Authored by Maija Kagis

Community Health Centres, Primary Health Care and Ottawa Centre

Recently CBC Radio carried an item about new clinics in Alberta: private clinics at which one can enroll, and receive what essentially good primary health care. Nutrition counseling, health promotion programs, someone on call, etc...

Oddly the services provided by these private health centres are equivalent to what community health centres across Canada have been providing for a number of years. But provincial governments have not been friendly to community health centres, and have consistently starved them for funding.

A strong primary health care system can provide the solution to serious issues such as
wait times, but it is all too deeply mired in entrenched systems, narrow-minded thinking, turf battles and structural barriers to change. It is, quite simply, stuck.

The city of Ottawa has some seven community health centres, two in the centre of Ottawa. Both Centretown and Somerset West Community Health Centre have served the area for over 20 years. Both have community programming that is tailored to the needs of central urban communities; both provide the kind of preventive care that keeps people away from hospitals;  both have walk-in clinics providing care that keeps people away form emergency rooms; and both rely on teams of health providers, from nurse practitioners to physicians to social workers and community development workers.

So we have two models: one which provides great primary health care to those who can afford it, the other struggling to provide primary health care to geographically defined  populations, unable to grow because funding is unavailable.

In 1978 the Alma Ata declaration called for universal access, for equity and community participation. In Canada we appear to have achieved some form of almost universal access: but we lag far behind where we could be in terms of equity, or even building towards equity. We have barely touched the whole question of appropriate use of resources.  

From October 26th to 29th, Ottawa is hosting an international conference on these issues: a conference entitled Health for all or Health for Some?  The conference is commemorating that important 30th anniversary of Alma Ata, and is involving a number of centretown residents who have been long associated with primary health care in Canada.

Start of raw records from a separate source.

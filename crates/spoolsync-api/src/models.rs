// Wire types for the bridge service.
//
// Every struct is lenient: missing fields default and unknown fields are
// ignored. The bridge proxies Spoolman records and raw printer MQTT state,
// neither of which has a stable schema.

use std::collections::{BTreeMap, HashMap};

use serde::{Deserialize, Deserializer, Serialize};

// ── Inventory ───────────────────────────────────────────────────────

/// A spool record as proxied from Spoolman.
#[derive(Debug, Clone, Default, PartialEq, Serialize, Deserialize)]
pub struct SpoolRecord {
    pub id: u32,
    #[serde(default)]
    pub archived: bool,
    /// Remaining filament length in millimetres.
    #[serde(default)]
    pub remaining_length: Option<f64>,
    /// Remaining filament weight in grams.
    #[serde(default)]
    pub remaining_weight: Option<f64>,
    #[serde(default)]
    pub used_length: Option<f64>,
    #[serde(default)]
    pub used_weight: Option<f64>,
    #[serde(default)]
    pub initial_weight: Option<f64>,
    #[serde(default)]
    pub spool_weight: Option<f64>,
    #[serde(default)]
    pub registered: Option<String>,
    #[serde(default)]
    pub extra: HashMap<String, String>,
    #[serde(default)]
    pub filament: Filament,
}

impl SpoolRecord {
    /// Remaining length in metres, if the inventory tracks it.
    pub fn remaining_meters(&self) -> Option<f64> {
        self.remaining_length.map(|mm| mm / 1000.0)
    }

    /// Share of filament left, by length. A spool with no usage data
    /// counts as full.
    pub fn remaining_fraction(&self) -> f64 {
        match (self.remaining_length, self.used_length) {
            (Some(remaining), Some(used)) if remaining > 0.0 && used > 0.0 => {
                remaining / (remaining + used)
            }
            _ => 1.0,
        }
    }

    /// Display colour: `#RRGGBB` for single-colour filaments, or the
    /// component colours joined with `/` plus the blend direction.
    pub fn color_swatch(&self) -> Option<String> {
        let filament = &self.filament;
        if let Some(multi) = filament.multi_color_hexes.as_deref() {
            let parts: Vec<String> = multi
                .split(',')
                .map(str::trim)
                .filter(|hex| !hex.is_empty())
                .map(hex_code)
                .collect();
            if !parts.is_empty() {
                let joined = parts.join("/");
                return Some(match filament.multi_color_direction {
                    Some(direction) => format!("{joined} ({})", direction.as_str()),
                    None => joined,
                });
            }
        }
        filament
            .color_hex
            .as_deref()
            .map(str::trim)
            .filter(|hex| !hex.is_empty())
            .map(hex_code)
    }
}

fn hex_code(raw: &str) -> String {
    format!("#{}", raw.trim_start_matches('#').to_ascii_uppercase())
}

#[derive(Debug, Clone, Default, PartialEq, Serialize, Deserialize)]
pub struct Filament {
    #[serde(default)]
    pub id: u32,
    #[serde(default)]
    pub name: Option<String>,
    #[serde(default)]
    pub material: Option<String>,
    /// Single colour, `RRGGBB` without the leading `#`.
    #[serde(default)]
    pub color_hex: Option<String>,
    /// Comma-separated `RRGGBB` values for multi-colour filaments.
    #[serde(default)]
    pub multi_color_hexes: Option<String>,
    #[serde(default)]
    pub multi_color_direction: Option<MultiColorDirection>,
    #[serde(default)]
    pub diameter: Option<f64>,
    #[serde(default)]
    pub density: Option<f64>,
    #[serde(default)]
    pub weight: Option<f64>,
    #[serde(default)]
    pub vendor: Option<Vendor>,
}

#[derive(Debug, Clone, Copy, PartialEq, Eq, Serialize, Deserialize)]
#[serde(rename_all = "lowercase")]
pub enum MultiColorDirection {
    Longitudinal,
    Coaxial,
}

impl MultiColorDirection {
    pub fn as_str(self) -> &'static str {
        match self {
            Self::Longitudinal => "longitudinal",
            Self::Coaxial => "coaxial",
        }
    }
}

#[derive(Debug, Clone, Default, PartialEq, Serialize, Deserialize)]
pub struct Vendor {
    #[serde(default)]
    pub id: u32,
    #[serde(default)]
    pub name: String,
}

/// `GET /spools` answers either an id-keyed object or a plain array.
#[derive(Debug, Deserialize)]
#[serde(untagged)]
pub(crate) enum SpoolsResponse {
    Map(BTreeMap<String, SpoolRecord>),
    List(Vec<SpoolRecord>),
}

impl SpoolsResponse {
    /// Normalize to an ordered id -> record map. Map keys are ignored in
    /// favour of each record's own `id`.
    pub(crate) fn into_map(self) -> BTreeMap<u32, SpoolRecord> {
        match self {
            Self::Map(map) => map.into_values().map(|s| (s.id, s)).collect(),
            Self::List(list) => list.into_iter().map(|s| (s.id, s)).collect(),
        }
    }
}

// ── Settings ────────────────────────────────────────────────────────

/// `GET /settings`. An unconfigured bridge answers `{}`.
#[derive(Debug, Clone, Default, PartialEq, Serialize, Deserialize)]
pub struct SettingsResponse {
    #[serde(default)]
    pub tray_count: Option<u32>,
    /// Tray index (as string) -> spool id. `null` or negative means unset.
    #[serde(default)]
    pub trays: HashMap<String, Option<i64>>,
    #[serde(default)]
    pub active_tray: Option<i64>,
    #[serde(default)]
    pub locked_trays: Vec<i64>,
}

#[derive(Debug, Clone, Deserialize)]
pub(crate) struct TrayCountResponse {
    pub trays: u32,
}

/// `GET /` bridge health.
#[derive(Debug, Clone, Default, PartialEq, Serialize, Deserialize)]
pub struct BridgeHealth {
    #[serde(default)]
    pub status: String,
    #[serde(default)]
    pub spoolman_url: Option<String>,
    #[serde(default)]
    pub spoolman_valid: bool,
}

// ── Commit payloads ─────────────────────────────────────────────────

/// `POST /tray/{tray}`. `spool_id: null` clears the tray.
#[derive(Debug, Clone, Serialize)]
pub(crate) struct AssignTrayRequest {
    pub spool_id: Option<u32>,
}

/// `POST /set-uuid/{spool}`.
#[derive(Debug, Clone, Serialize)]
pub(crate) struct SetTrayUuidRequest<'a> {
    pub tray_uuid: &'a str,
}

// ── Printer telemetry ───────────────────────────────────────────────

/// `GET /printer-info`.
#[derive(Debug, Clone, Default, PartialEq, Serialize, Deserialize)]
pub struct PrinterInfoResponse {
    #[serde(default)]
    pub connected: bool,
    #[serde(default)]
    pub status: Option<PrinterTelemetry>,
    /// Epoch seconds of the last pushed status; 0 if nothing was received.
    #[serde(default)]
    pub last_update: i64,
}

/// Merged printer state as reported over MQTT.
#[derive(Debug, Clone, Default, PartialEq, Serialize, Deserialize)]
pub struct PrinterTelemetry {
    #[serde(default)]
    pub print: Option<PrintStatus>,
}

#[derive(Debug, Clone, Default, PartialEq, Serialize, Deserialize)]
pub struct PrintStatus {
    #[serde(default)]
    pub ams: Option<AmsBlock>,
    /// The external (virtual) tray.
    #[serde(default)]
    pub vt_tray: Option<TrayTelemetry>,
    #[serde(default)]
    pub gcode_state: Option<String>,
    #[serde(default)]
    pub gcode_file: Option<String>,
    #[serde(default)]
    pub layer_num: Option<u32>,
    #[serde(default)]
    pub total_layer_num: Option<u32>,
    #[serde(default)]
    pub mc_percent: Option<u32>,
}

#[derive(Debug, Clone, Default, PartialEq, Serialize, Deserialize)]
pub struct AmsBlock {
    #[serde(default)]
    pub ams: Vec<AmsUnitTelemetry>,
}

#[derive(Debug, Clone, Default, PartialEq, Serialize, Deserialize)]
pub struct AmsUnitTelemetry {
    #[serde(default, deserialize_with = "string_or_number")]
    pub id: String,
    #[serde(default)]
    pub humidity: Option<String>,
    #[serde(default)]
    pub tray: Vec<TrayTelemetry>,
}

#[derive(Debug, Clone, Default, PartialEq, Serialize, Deserialize)]
pub struct TrayTelemetry {
    /// Slot id within its AMS unit. Firmware sends it as a string.
    #[serde(default, deserialize_with = "string_or_number")]
    pub id: String,
    #[serde(default)]
    pub tray_uuid: Option<String>,
    #[serde(default)]
    pub tray_type: Option<String>,
    #[serde(default)]
    pub tray_color: Option<String>,
}

/// Accept `"1"`, `1` or `null` for id fields; everything ends up textual.
fn string_or_number<'de, D>(deserializer: D) -> Result<String, D::Error>
where
    D: Deserializer<'de>,
{
    #[derive(Deserialize)]
    #[serde(untagged)]
    enum Raw {
        Text(String),
        Int(i64),
        Null,
    }

    Ok(match Raw::deserialize(deserializer)? {
        Raw::Text(s) => s,
        Raw::Int(n) => n.to_string(),
        Raw::Null => String::new(),
    })
}

// ── Error body ──────────────────────────────────────────────────────

#[derive(Deserialize)]
pub(crate) struct ErrorResponse {
    #[serde(default)]
    pub message: Option<String>,
}

#[cfg(test)]
#[allow(clippy::unwrap_used)]
mod tests {
    use super::*;
    use serde_json::json;

    #[test]
    fn spools_response_accepts_object_and_array() {
        let as_map: SpoolsResponse = serde_json::from_value(json!({
            "3": { "id": 3 },
            "1": { "id": 1 }
        }))
        .unwrap();
        let as_list: SpoolsResponse =
            serde_json::from_value(json!([{ "id": 3 }, { "id": 1 }])).unwrap();

        let a: Vec<u32> = as_map.into_map().into_keys().collect();
        let b: Vec<u32> = as_list.into_map().into_keys().collect();
        assert_eq!(a, vec![1, 3]);
        assert_eq!(a, b);
    }

    #[test]
    fn empty_settings_object_defaults() {
        let s: SettingsResponse = serde_json::from_value(json!({})).unwrap();
        assert_eq!(s, SettingsResponse::default());
    }

    #[test]
    fn tray_ids_accept_numbers() {
        let t: TrayTelemetry =
            serde_json::from_value(json!({ "id": 254, "tray_uuid": "AB" })).unwrap();
        assert_eq!(t.id, "254");
    }

    #[test]
    fn display_helpers() {
        let spool: SpoolRecord = serde_json::from_value(json!({
            "id": 1,
            "remaining_length": 120_500.0,
            "used_length": 120_500.0,
            "filament": { "color_hex": "ff0000", "multi_color_hexes": "" }
        }))
        .unwrap();
        assert_eq!(spool.remaining_meters(), Some(120.5));
        assert!((spool.remaining_fraction() - 0.5).abs() < f64::EPSILON);
        assert_eq!(spool.color_swatch().as_deref(), Some("#FF0000"));

        let multi = SpoolRecord {
            filament: Filament {
                multi_color_hexes: Some("000000, ffffff".into()),
                multi_color_direction: Some(MultiColorDirection::Coaxial),
                ..Filament::default()
            },
            ..SpoolRecord::default()
        };
        assert_eq!(
            multi.color_swatch().as_deref(),
            Some("#000000/#FFFFFF (coaxial)")
        );
        assert!((multi.remaining_fraction() - 1.0).abs() < f64::EPSILON);
        assert_eq!(SpoolRecord::default().color_swatch(), None);
    }

    #[test]
    fn assign_request_serializes_null() {
        let body = serde_json::to_value(AssignTrayRequest { spool_id: None }).unwrap();
        assert_eq!(body, json!({ "spool_id": null }));
    }
}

An international conference such as this, emphasizes the connections amongst primary health care initiatives around the world: this small world of ours is seeking to improve primary health care, and Ottawa, at a deep community level has a great deal to offer.

Jack McCarthy, director of Somerset West Community Health Centre, will be speaking at the pre-conference continuing education day. Maija Kagis, a long time Community health centre board member, is co-chairing the conference. A number of people associated over the years with primary health care in Ottawa and in Canada will be in attendance.